Getty Images. At the Paris climate talks clean energy innovation is the real key to success, says Jason Bordoff. Just ask Bill Gates.

Philanthropist Bill Gates will reportedly unveil the world's largest clean energy research and development partnership Monday as climate change negotiators from around the world gather in Paris , and a group of nations including the U.S. will agree to double their clean energy R&D budgets. While the new negotiating framework that encourages individual national action will rightly take center stage at the Paris talks, this historic research commitment should be celebrated as a significant achievement that makes these new policies more credible and enables more aggressive emission reductions over time.

Paris is already poised for success. Developed and developing countries have submitted voluntary national targets and accompanying policies to reduce greenhouse gas emissions. As a result, these so called "Intended Nationally Determined Contributions" will cover nearly all global emissions, compared with just 14 percent in the current commitment period of the Kyoto Protocol.
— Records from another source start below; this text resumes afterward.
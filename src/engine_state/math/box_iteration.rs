//! # Box Iteration Module
//!
//! Iterators over the grid cells touched by a box.
//!
//! A box covers the blocks from `floor(min)` to `floor(max)` inclusive, so a
//! box whose face lies exactly on a grid plane also visits the cell on the far
//! side of that plane. That is what lets a resting box see the block it is
//! about to be pushed into.
//!
//! Both iterators walk x fastest, then y, then z, which keeps scans
//! deterministic.

use cgmath::{Point3, Vector3};

use super::AABB3;

/// Integer block range `[floor(min), floor(max)]` covered by `aabb`.
pub fn block_bounds(aabb: &AABB3) -> (Point3<i32>, Point3<i32>) {
    let min = aabb.min();
    let max = aabb.max();
    (
        Point3::new(min.x.floor() as i32, min.y.floor() as i32, min.z.floor() as i32),
        Point3::new(max.x.floor() as i32, max.y.floor() as i32, max.z.floor() as i32),
    )
}

/// Inclusive 3D integer range walked x, then y, then z.
#[derive(Clone, Debug)]
struct GridRange {
    min: Point3<i32>,
    max: Point3<i32>,
    cursor: Option<Point3<i32>>,
}

impl GridRange {
    fn new(min: Point3<i32>, max: Point3<i32>) -> Self {
        let non_empty = min.x <= max.x && min.y <= max.y && min.z <= max.z;
        GridRange {
            min,
            max,
            cursor: non_empty.then_some(min),
        }
    }
}

impl Iterator for GridRange {
    type Item = Point3<i32>;

    fn next(&mut self) -> Option<Self::Item> {
        let current = self.cursor?;

        // Only step a coordinate that is below its maximum, so no step can
        // overflow at the edge of the i32 grid.
        self.cursor = if current.x < self.max.x {
            Some(Point3::new(current.x + 1, current.y, current.z))
        } else if current.y < self.max.y {
            Some(Point3::new(self.min.x, current.y + 1, current.z))
        } else if current.z < self.max.z {
            Some(Point3::new(self.min.x, self.min.y, current.z + 1))
        } else {
            None
        };

        Some(current)
    }
}

/// Chunk coordinates of every chunk a box touches.
#[derive(Clone, Debug)]
pub struct ChunkPositionsInBox {
    range: GridRange,
}

impl ChunkPositionsInBox {
    /// Covers `aabb` with chunks of edge `chunk_dimension` blocks.
    pub fn new(aabb: &AABB3, chunk_dimension: i32) -> Self {
        let (lo, hi) = block_bounds(aabb);
        let min = Point3::new(
            lo.x.div_euclid(chunk_dimension),
            lo.y.div_euclid(chunk_dimension),
            lo.z.div_euclid(chunk_dimension),
        );
        let max = Point3::new(
            hi.x.div_euclid(chunk_dimension),
            hi.y.div_euclid(chunk_dimension),
            hi.z.div_euclid(chunk_dimension),
        );
        ChunkPositionsInBox {
            range: GridRange::new(min, max),
        }
    }
}

impl Iterator for ChunkPositionsInBox {
    type Item = Point3<i32>;

    fn next(&mut self) -> Option<Self::Item> {
        self.range.next()
    }
}

/// Chunk-local coordinates of the blocks of one chunk that a box touches.
#[derive(Clone, Debug)]
pub struct BlockPositionsInBox {
    range: GridRange,
    chunk_origin: Point3<i32>,
}

impl BlockPositionsInBox {
    /// Clips the block range of `aabb` to the chunk at `chunk_position`.
    pub fn new(aabb: &AABB3, chunk_position: Point3<i32>, chunk_dimension: i32) -> Self {
        let (lo, hi) = block_bounds(aabb);
        let chunk_origin = Point3::new(
            chunk_position.x * chunk_dimension,
            chunk_position.y * chunk_dimension,
            chunk_position.z * chunk_dimension,
        );
        let last = chunk_origin + Vector3::new(chunk_dimension - 1, chunk_dimension - 1, chunk_dimension - 1);

        let min = Point3::new(
            lo.x.max(chunk_origin.x),
            lo.y.max(chunk_origin.y),
            lo.z.max(chunk_origin.z),
        );
        let max = Point3::new(hi.x.min(last.x), hi.y.min(last.y), hi.z.min(last.z));

        BlockPositionsInBox {
            range: GridRange::new(min, max),
            chunk_origin,
        }
    }

    /// World coordinate of the chunk's (0, 0, 0) block.
    pub fn chunk_origin(&self) -> Point3<i32> {
        self.chunk_origin
    }
}

impl Iterator for BlockPositionsInBox {
    type Item = Point3<usize>;

    fn next(&mut self) -> Option<Self::Item> {
        let world = self.range.next()?;
        let local = world - self.chunk_origin;
        Some(Point3::new(local.x as usize, local.y as usize, local.z as usize))
    }
}
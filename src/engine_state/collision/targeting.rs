//! # Targeting Module
//!
//! Look-ray queries: which block the player points at, which face of it,
//! and which cell a new block would be placed into.
//!
//! The ray is swept as a zero-size box, so it shares the block evaluator with
//! movement. Absent chunks are open space and produce no diagnostics.

use cgmath::Point3;

use crate::engine_state::math::Line3;
use crate::engine_state::voxels::block::block_side::BlockSide;
use crate::engine_state::voxels::chunk_grid::ChunkGrid;

use super::sweep::{scan, MissingChunkPolicy, SweepHit};
use super::CollisionError;

fn cast<G: ChunkGrid>(grid: &G, look: &Line3) -> Result<Option<(Point3<i32>, SweepHit)>, CollisionError> {
    let moving = look.origin_box();
    let hit = scan(grid, &moving.swept(look.span), &moving, look.span, MissingChunkPolicy::Ignore)?;
    if !hit.is_resolvable() {
        return Ok(None);
    }
    Ok(hit.block.map(|block| (block, hit)))
}

/// The first opaque block `look` strikes, if any.
pub fn find_pointing_block<G: ChunkGrid>(grid: &G, look: &Line3) -> Result<Option<Point3<i32>>, CollisionError> {
    Ok(cast(grid, look)?.map(|(block, _)| block))
}

/// The first opaque block `look` strikes and the face it enters through.
///
/// # Errors
/// `AmbiguousPlacementAxis` if the hit does not name exactly one axis.
pub fn find_pointing_face<G: ChunkGrid>(
    grid: &G,
    look: &Line3,
) -> Result<Option<(Point3<i32>, BlockSide)>, CollisionError> {
    let Some((block, hit)) = cast(grid, look)? else {
        return Ok(None);
    };
    let axes = hit.impulse.axes;
    let axis = axes
        .single_axis()
        .ok_or(CollisionError::AmbiguousPlacementAxis { axes })?;
    Ok(Some((block, BlockSide::struck_by(axis, axis.component(look.span)))))
}

/// The cell in front of the struck face, where a new block would be placed.
pub fn find_adding_block<G: ChunkGrid>(grid: &G, look: &Line3) -> Result<Option<Point3<i32>>, CollisionError> {
    Ok(find_pointing_face(grid, look)?.map(|(block, side)| block + side.normal()))
}
#![warn(missing_docs)]
#![warn(rustdoc::missing_crate_level_docs)]
#![warn(rustdoc::invalid_rust_codeblocks)]

//! # Voxel Collision
//!
//! Swept box collision against a chunked voxel world: how far a player can
//! move this tick, which block they look at, and where a new block would go.
//!
//! ## Key Modules
//!
//! * `core` - Shared read-write resource container
//! * `engine_state` - World, camera and the collision core
//! * `config` - JSON configuration
//!
//! ## Usage
//!
//! ```rust
//! use cgmath::{Point3, Vector3};
//! use voxel_collision::{ChunkGenerationMethod, MovementController, World, AABB3};
//!
//! let mut world = World::new(ChunkGenerationMethod::Flat { surface_height: 0 });
//! world.add_chunks_around(Point3::new(0, 0, 0), 1);
//!
//! let controller = MovementController::new(AABB3::new(
//!     Point3::new(-0.25, -1.5, -0.25),
//!     Vector3::new(0.5, 1.75, 0.5),
//! ));
//! let response = controller
//!     .calculate_movement(&world, Point3::new(8.5, 1.5, 8.5), Vector3::new(0.0, -3.0, 0.0))
//!     .unwrap();
//! assert_eq!(response.new_camera_pos, Point3::new(8.5, 1.5, 8.5));
//! ```
//!
//! The headless demo binary walks a player through a generated world:
//!
//! ```bash
//! RUST_LOG=info cargo run --release
//! ```

use engine_state::{EngineState, PlayerAction};
use log::info;
use web_time::{Duration, Instant};

pub mod config;
pub mod core;
pub mod engine_state;

pub use config::{ConfigError, PhysicsConfig, WorldConfig};
pub use engine_state::collision::{
    find_adding_block, find_pointing_block, find_pointing_face, process_collision, scan, CollisionError,
    CollisionImpulse, MissingChunkPolicy, MovementController, MovementResponse, SweepHit, TimeOfImpact,
    COLLISION_EPSILON, MAX_GRID_COORDINATE, MAX_RESOLUTION_ITERATIONS, MAX_SWEEP_EXTENT,
};
pub use engine_state::math::{Axis, CollisionAxes, Line3, AABB3};
pub use engine_state::voxels::block::{block_side::BlockSide, block_type::BlockType, Block};
pub use engine_state::voxels::chunk::{Chunk, ChunkGenerationMethod, ChunkState, CHUNK_DIMENSION};
pub use engine_state::voxels::chunk_grid::ChunkGrid;
pub use engine_state::voxels::world::World;

/// Fixed simulation step of the demo.
pub const DEMO_TICK: Duration = Duration::from_millis(50);

/// One scripted step: hold `actions` for `ticks` ticks.
struct ScriptStep {
    ticks: u32,
    actions: PlayerAction,
}

fn demo_script() -> Vec<ScriptStep> {
    let walk = |ticks, actions| ScriptStep { ticks, actions };
    vec![
        walk(1, PlayerAction { move_down: true, ..PlayerAction::default() }),
        walk(40, PlayerAction { move_forward: true, move_down: true, ..PlayerAction::default() }),
        walk(20, PlayerAction { move_right: true, move_forward: true, move_down: true, ..PlayerAction::default() }),
        walk(10, PlayerAction { rotate_view: Some((0.0, 20.0)), ..PlayerAction::default() }),
        walk(1, PlayerAction { break_block: true, ..PlayerAction::default() }),
        walk(1, PlayerAction { place_block: Some(BlockType::WOOD), ..PlayerAction::default() }),
        walk(20, PlayerAction { move_backward: true, move_up: true, ..PlayerAction::default() }),
    ]
}

/// Runs the headless demo.
///
/// Loads the config named by `VOXEL_COLLISION_CONFIG` (defaults otherwise),
/// generates the world and plays a short scripted walk, logging where the
/// player ends up and what it collided with.
pub fn run() {
    let mut log_builder = env_logger::Builder::new();
    log_builder
        .target(env_logger::Target::Stdout)
        .parse_env("RUST_LOG")
        .init();

    info!("Logger initialized");

    let config = match PhysicsConfig::from_env() {
        Ok(config) => config,
        Err(error) => {
            log::error!("could not load config: {}", error);
            return;
        }
    };

    let started = Instant::now();
    let mut engine_state = EngineState::new(config);
    info!("world ready in {:?}", started.elapsed());

    let mut slowest = Duration::ZERO;
    let mut ticks = 0u32;
    for step in demo_script() {
        engine_state.set_player_actions(step.actions);
        for _ in 0..step.ticks {
            let tick_started = Instant::now();
            if let Some(updates) = engine_state.process_input(DEMO_TICK) {
                if !updates.collided.is_empty() {
                    log::debug!("tick {}: collided on {:?}", ticks, updates.collided);
                }
            }
            slowest = slowest.max(tick_started.elapsed());
            ticks += 1;
        }
        info!(
            "after {} ticks: camera at {:?}, looking at {:?}",
            ticks,
            engine_state.camera_state.camera.position,
            engine_state.pointing_block()
        );
    }

    info!("{} ticks, slowest tick {:?}, total {:?}", ticks, slowest, started.elapsed());
}
//! # Camera State Management
//!
//! This module handles all camera-related functionality including:
//! - Camera position and orientation tracking
//! - Player input processing for camera control
//! - Collision-checked position updates
//! - Chunk-based position tracking
//!
//! ## Core Components
//! - `Camera`: Represents the camera's position and orientation in 3D space
//! - `CameraController`: Collects player actions between updates

use camera::CameraController;
use cgmath::Point3;

use super::{
    collision::{CollisionError, MovementController},
    math::CollisionAxes,
    voxels::{chunk::CHUNK_DIMENSION, chunk_grid::ChunkGrid},
    PlayerAction,
};

pub mod camera;

/// The camera and its controller.
pub struct CameraState {
    /// The current camera position and orientation
    pub camera: camera::Camera,
    /// Handles player input and camera movement
    pub camera_controller: camera::CameraController,
}

impl CameraState {
    /// Creates a camera at `position` looking along +X.
    pub fn new(position: Point3<f32>, speed: f32, sensitivity: f32) -> Self {
        CameraState {
            camera: camera::Camera::new(position, cgmath::Deg(0.0), cgmath::Deg(0.0)),
            camera_controller: CameraController::new(speed, sensitivity),
        }
    }

    /// Processes player input actions and updates the camera controller state.
    pub fn intake_actions(&mut self, actions: &PlayerAction) {
        self.camera_controller.intake_actions(actions);
    }

    /// Applies pending controller input, moving the camera only as far as
    /// `movement` lets it through `grid`.
    ///
    /// # Returns
    /// - `Some(CameraUpdates)` if the controller had input
    /// - `None` if no updates were needed
    ///
    /// # Errors
    /// Whatever the collision core reports. The camera position is left
    /// where it was, but the view rotation has already been applied and the
    /// controller input is consumed.
    pub fn update<G: ChunkGrid>(
        &mut self,
        dt: web_time::Duration,
        grid: &G,
        movement: &MovementController,
    ) -> Result<Option<CameraUpdates>, CollisionError> {
        if !self.camera_controller.has_updates() {
            return Ok(None);
        }

        let displacement = self
            .camera
            .take_controller_updates(&mut self.camera_controller, dt);
        let response = movement.calculate_movement(grid, self.camera.position, displacement)?;
        self.camera.position = response.new_camera_pos;

        Ok(Some(CameraUpdates {
            collided: response.axes,
            new_chunk_position: chunk_position_of(self.camera.position),
        }))
    }

    /// Chunk the camera is currently in.
    pub fn chunk_position(&self) -> Point3<i32> {
        chunk_position_of(self.camera.position)
    }
}

fn chunk_position_of(position: Point3<f32>) -> Point3<i32> {
    let dimension = CHUNK_DIMENSION as f32;
    Point3::new(
        (position.x / dimension).floor() as i32,
        (position.y / dimension).floor() as i32,
        (position.z / dimension).floor() as i32,
    )
}

/// What changed during `CameraState::update`.
#[derive(Copy, Clone, Debug, PartialEq)]
pub struct CameraUpdates {
    /// Axes the player ran into
    pub collided: CollisionAxes,
    /// The chunk the camera is in after the update
    pub new_chunk_position: Point3<i32>,
}
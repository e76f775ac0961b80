//! # Voxel Collision Demo Entry Point
//!
//! Calls into the library's `run()` function.
//!
//! ## Usage
//!
//! ```bash
//! VOXEL_COLLISION_CONFIG=world.json RUST_LOG=debug cargo run --release
//! ```

fn main() {
    voxel_collision::run();
}
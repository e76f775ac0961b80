//! # Block Module
//!
//! This module provides the core block-related functionality for the voxel engine.
//! It includes block type definitions, block face handling, and the block data
//! structure stored inside chunks.

use block_type::BlockType;

pub mod block_side;
pub mod block_type;

/// The underlying integer type used to represent block types in memory.
/// This is used for efficient storage and serialization of block data.
pub type BlockTypeSize = u8;

/// Maps each block type to whether it is opaque.
///
/// Indexed by `BlockType` as a `usize`. Only opaque blocks take part in
/// collision; everything else is passable and invisible to look queries.
pub static BLOCK_TYPE_OPACITY: [bool; 6] = [
    false, // AIR
    true,  // DIRT
    true,  // GRASS
    true,  // WOOD
    true,  // WHITE
    false, // WATER
];

/// Represents a single voxel block in the world.
///
/// This is a lightweight structure that stores only the essential block data.
/// The actual block properties are looked up from the block type.
///
/// # Memory Layout
/// The `#[repr(C)]` attribute keeps the layout stable so whole chunks can be
/// viewed as byte slices. The block type is stored as a compact `BlockTypeSize`.
#[repr(C)]
#[derive(Copy, Clone, bytemuck::Pod, bytemuck::Zeroable, Debug, PartialEq, Eq)]
pub struct Block {
    /// The type of this block, encoded as a `BlockTypeSize` for compact storage.
    pub block_type: BlockTypeSize,
}

impl Block {
    /// An air block.
    pub const AIR: Block = Block {
        block_type: BlockType::AIR as BlockTypeSize,
    };

    /// Creates a new block of the specified type.
    ///
    /// # Arguments
    /// * `block_type` - The type of block to create
    ///
    /// # Returns
    /// A new `Block` instance with the specified type.
    pub fn new(block_type: BlockType) -> Self {
        Block {
            block_type: block_type as BlockTypeSize,
        }
    }

    /// Decodes the stored type id, `None` for ids no `BlockType` uses.
    pub fn get_block_type(&self) -> Option<BlockType> {
        BlockType::from_int(self.block_type)
    }

    /// Whether this block collides and stops look rays.
    ///
    /// Unknown type ids are treated as non-opaque.
    pub fn is_opaque(&self) -> bool {
        self.get_block_type().is_some_and(BlockType::is_opaque)
    }
}

#[cfg(test)]
mod tests {
    use super::*;

    #[test]
    fn opacity_table_matches_block_types() {
        assert!(!Block::new(BlockType::AIR).is_opaque());
        assert!(!Block::new(BlockType::WATER).is_opaque());
        assert!(Block::new(BlockType::DIRT).is_opaque());
        assert!(Block::new(BlockType::WHITE).is_opaque());
    }

    #[test]
    fn unknown_ids_are_not_opaque() {
        let block = Block { block_type: 200 };
        assert!(!block.is_opaque());
        assert_eq!(block.get_block_type(), None);
    }

    #[test]
    fn blocks_cast_to_bytes() {
        let blocks = [Block::new(BlockType::GRASS), Block::AIR];
        let bytes: &[u8] = bytemuck::cast_slice(&blocks);
        assert_eq!(bytes, &[BlockType::GRASS as u8, 0]);
    }
}
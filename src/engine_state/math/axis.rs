//! # Axis Module
//!
//! Axis identifiers and the bitmask used to report which axes collided.

use std::ops::{BitOr, BitOrAssign};

use cgmath::Vector3;

/// One of the three world axes.
///
/// The discriminant doubles as the tie-break priority when two axes reach
/// first contact at the same time: X wins over Y, Y wins over Z.
#[derive(Copy, Clone, Debug, PartialEq, Eq, Hash, PartialOrd, Ord)]
pub enum Axis {
    /// The X axis
    X = 0,
    /// The Y axis (up)
    Y = 1,
    /// The Z axis
    Z = 2,
}

impl Axis {
    /// All axes in priority order.
    pub const ALL: [Axis; 3] = [Axis::X, Axis::Y, Axis::Z];

    /// Tie-break rank, lower wins.
    pub fn priority(self) -> u8 {
        self as u8
    }

    /// Reads this axis' component of `v`.
    #[inline]
    pub fn component<S: Copy>(self, v: Vector3<S>) -> S {
        match self {
            Axis::X => v.x,
            Axis::Y => v.y,
            Axis::Z => v.z,
        }
    }

    /// Returns `v` with this axis' component replaced by `value`.
    #[inline]
    pub fn with_component<S>(self, mut v: Vector3<S>, value: S) -> Vector3<S> {
        match self {
            Axis::X => v.x = value,
            Axis::Y => v.y = value,
            Axis::Z => v.z = value,
        }
        v
    }
}

/// Bitmask of collided axes (`X = 1`, `Y = 2`, `Z = 4`).
///
/// Per-block impulses set a single bit; the movement loop ORs them together
/// across iterations, so one tick can report several axes.
#[derive(Copy, Clone, Debug, Default, PartialEq, Eq, Hash)]
pub struct CollisionAxes(u8);

impl CollisionAxes {
    /// No axis collided.
    pub const NONE: CollisionAxes = CollisionAxes(0);
    /// The X bit.
    pub const X: CollisionAxes = CollisionAxes(1);
    /// The Y bit.
    pub const Y: CollisionAxes = CollisionAxes(2);
    /// The Z bit.
    pub const Z: CollisionAxes = CollisionAxes(4);

    /// The mask with exactly `axis` set.
    pub fn from_axis(axis: Axis) -> Self {
        CollisionAxes(1 << axis as u8)
    }

    /// Raw bits.
    pub fn bits(self) -> u8 {
        self.0
    }

    /// Whether `axis` is set.
    pub fn contains(self, axis: Axis) -> bool {
        self.0 & Self::from_axis(axis).0 != 0
    }

    /// Whether no axis is set.
    pub fn is_empty(self) -> bool {
        self.0 == 0
    }

    /// The axis if exactly one bit is set, `None` otherwise.
    pub fn single_axis(self) -> Option<Axis> {
        let mut set = Axis::ALL.into_iter().filter(|axis| self.contains(*axis));
        match (set.next(), set.next()) {
            (Some(axis), None) => Some(axis),
            _ => None,
        }
    }
}

impl From<Axis> for CollisionAxes {
    fn from(axis: Axis) -> Self {
        CollisionAxes::from_axis(axis)
    }
}

impl BitOr for CollisionAxes {
    type Output = CollisionAxes;

    fn bitor(self, rhs: Self) -> Self::Output {
        CollisionAxes(self.0 | rhs.0)
    }
}

impl BitOrAssign for CollisionAxes {
    fn bitor_assign(&mut self, rhs: Self) {
        self.0 |= rhs.0;
    }
}
use std::collections::HashMap;

use cgmath::{Point3, Vector3};
use voxel_collision::*;

fn init_logging() {
    let _ = env_logger::builder().is_test(true).try_init();
}

fn world_with(blocks: &[Point3<i32>]) -> World {
    let mut world = World::new(ChunkGenerationMethod::Empty);
    world.add_chunks_around(Point3::new(0, 0, 0), 1);
    for block in blocks {
        world.set_block_at(*block, BlockType::WHITE);
    }
    world
}

#[test]
fn straight_ray_finds_the_block_three_cells_ahead() {
    init_logging();
    let world = world_with(&[Point3::new(3, 0, 0)]);
    let look = Line3::new(Point3::new(0.5, 0.5, 0.5), Vector3::new(5.0, 0.0, 0.0));

    assert_eq!(find_pointing_block(&world, &look).unwrap(), Some(Point3::new(3, 0, 0)));
    assert_eq!(find_adding_block(&world, &look).unwrap(), Some(Point3::new(2, 0, 0)));
}

#[test]
fn empty_range_points_at_nothing() {
    init_logging();
    let world = world_with(&[Point3::new(7, 0, 0), Point3::new(0, 3, 0)]);
    let look = Line3::new(Point3::new(0.5, 0.5, 0.5), Vector3::new(5.0, 0.0, 0.0));

    assert_eq!(find_pointing_block(&world, &look).unwrap(), None);
    assert_eq!(find_pointing_face(&world, &look).unwrap(), None);
    assert_eq!(find_adding_block(&world, &look).unwrap(), None);
}

#[test]
fn placement_is_in_front_of_the_struck_face() {
    init_logging();
    let world = world_with(&[Point3::new(5, 5, 5)]);
    let look = Line3::new(Point3::new(8.5, 5.5, 5.5), Vector3::new(-5.0, 0.0, 0.0));

    assert_eq!(
        find_pointing_face(&world, &look).unwrap(),
        Some((Point3::new(5, 5, 5), BlockSide::RIGHT))
    );
    assert_eq!(find_adding_block(&world, &look).unwrap(), Some(Point3::new(6, 5, 5)));
}

#[test]
fn rays_along_z_strike_front_and_back_faces() {
    init_logging();
    let world = world_with(&[Point3::new(4, 4, 3)]);

    let forward = Line3::new(Point3::new(4.5, 4.5, 0.5), Vector3::new(0.0, 0.0, 5.0));
    assert_eq!(
        find_pointing_face(&world, &forward).unwrap(),
        Some((Point3::new(4, 4, 3), BlockSide::BACK))
    );
    assert_eq!(find_adding_block(&world, &forward).unwrap(), Some(Point3::new(4, 4, 2)));

    let backward = Line3::new(Point3::new(4.5, 4.5, 7.5), Vector3::new(0.0, 0.0, -5.0));
    assert_eq!(find_adding_block(&world, &backward).unwrap(), Some(Point3::new(4, 4, 4)));
}

#[test]
fn rays_cross_into_negative_chunks() {
    init_logging();
    let world = world_with(&[Point3::new(-3, 0, 0)]);
    let look = Line3::new(Point3::new(0.5, 0.5, 0.5), Vector3::new(-5.0, 0.0, 0.0));

    assert_eq!(find_pointing_block(&world, &look).unwrap(), Some(Point3::new(-3, 0, 0)));
    assert_eq!(find_adding_block(&world, &look).unwrap(), Some(Point3::new(-2, 0, 0)));
}

#[test]
fn unloaded_and_unprepared_chunks_are_see_through() {
    init_logging();
    let mut grid = HashMap::new();
    let mut hidden = Chunk::solid(&Point3::new(0, 0, 0));
    hidden.state = ChunkState::NotLoaded;
    grid.insert(Point3::new(0, 0, 0), hidden);

    let look = Line3::new(Point3::new(2.5, 2.5, 2.5), Vector3::new(30.0, 0.0, 0.0));
    assert_eq!(find_pointing_block(&grid, &look).unwrap(), None);
}

#[test]
fn look_line_from_a_camera_targets_the_ground() {
    init_logging();
    let mut world = World::new(ChunkGenerationMethod::Flat { surface_height: 0 });
    world.add_chunks_around(Point3::new(0, 0, 0), 1);

    let look = Line3::from_direction(Point3::new(8.5, 1.5, 8.5), Vector3::new(0.0, -1.0, 0.0), 8.0);
    assert_eq!(
        find_pointing_face(&world, &look).unwrap(),
        Some((Point3::new(8, -1, 8), BlockSide::TOP))
    );
    assert_eq!(find_adding_block(&world, &look).unwrap(), Some(Point3::new(8, 0, 8)));
}

#[test]
fn ray_along_the_seam_between_stacked_blocks_still_hits() {
    init_logging();
    let mut wall = Vec::new();
    for y in 0..4 {
        for z in 0..4 {
            wall.push(Point3::new(3, y, z));
        }
    }
    let world = world_with(&wall);
    let look = Line3::new(Point3::new(0.5, 2.0, 1.5), Vector3::new(8.0, 0.0, 0.0));

    assert_eq!(find_pointing_block(&world, &look).unwrap(), Some(Point3::new(3, 2, 1)));
    assert_eq!(
        find_pointing_face(&world, &look).unwrap(),
        Some((Point3::new(3, 2, 1), BlockSide::LEFT))
    );
    assert_eq!(find_adding_block(&world, &look).unwrap(), Some(Point3::new(2, 2, 1)));
}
Critics note that these targets do not keep global temperatures from rising above the 2 degree Celsius warming threshold adopted by the United Nations Framework Convention on Climate Change. Yet, the climate change damages that would result from the 2.7 to 3.7 degrees Celsius of warming these initial cuts would provide, while severe, are still much lower than would result from the 4 to 6 degrees Celsius of warming expected without them.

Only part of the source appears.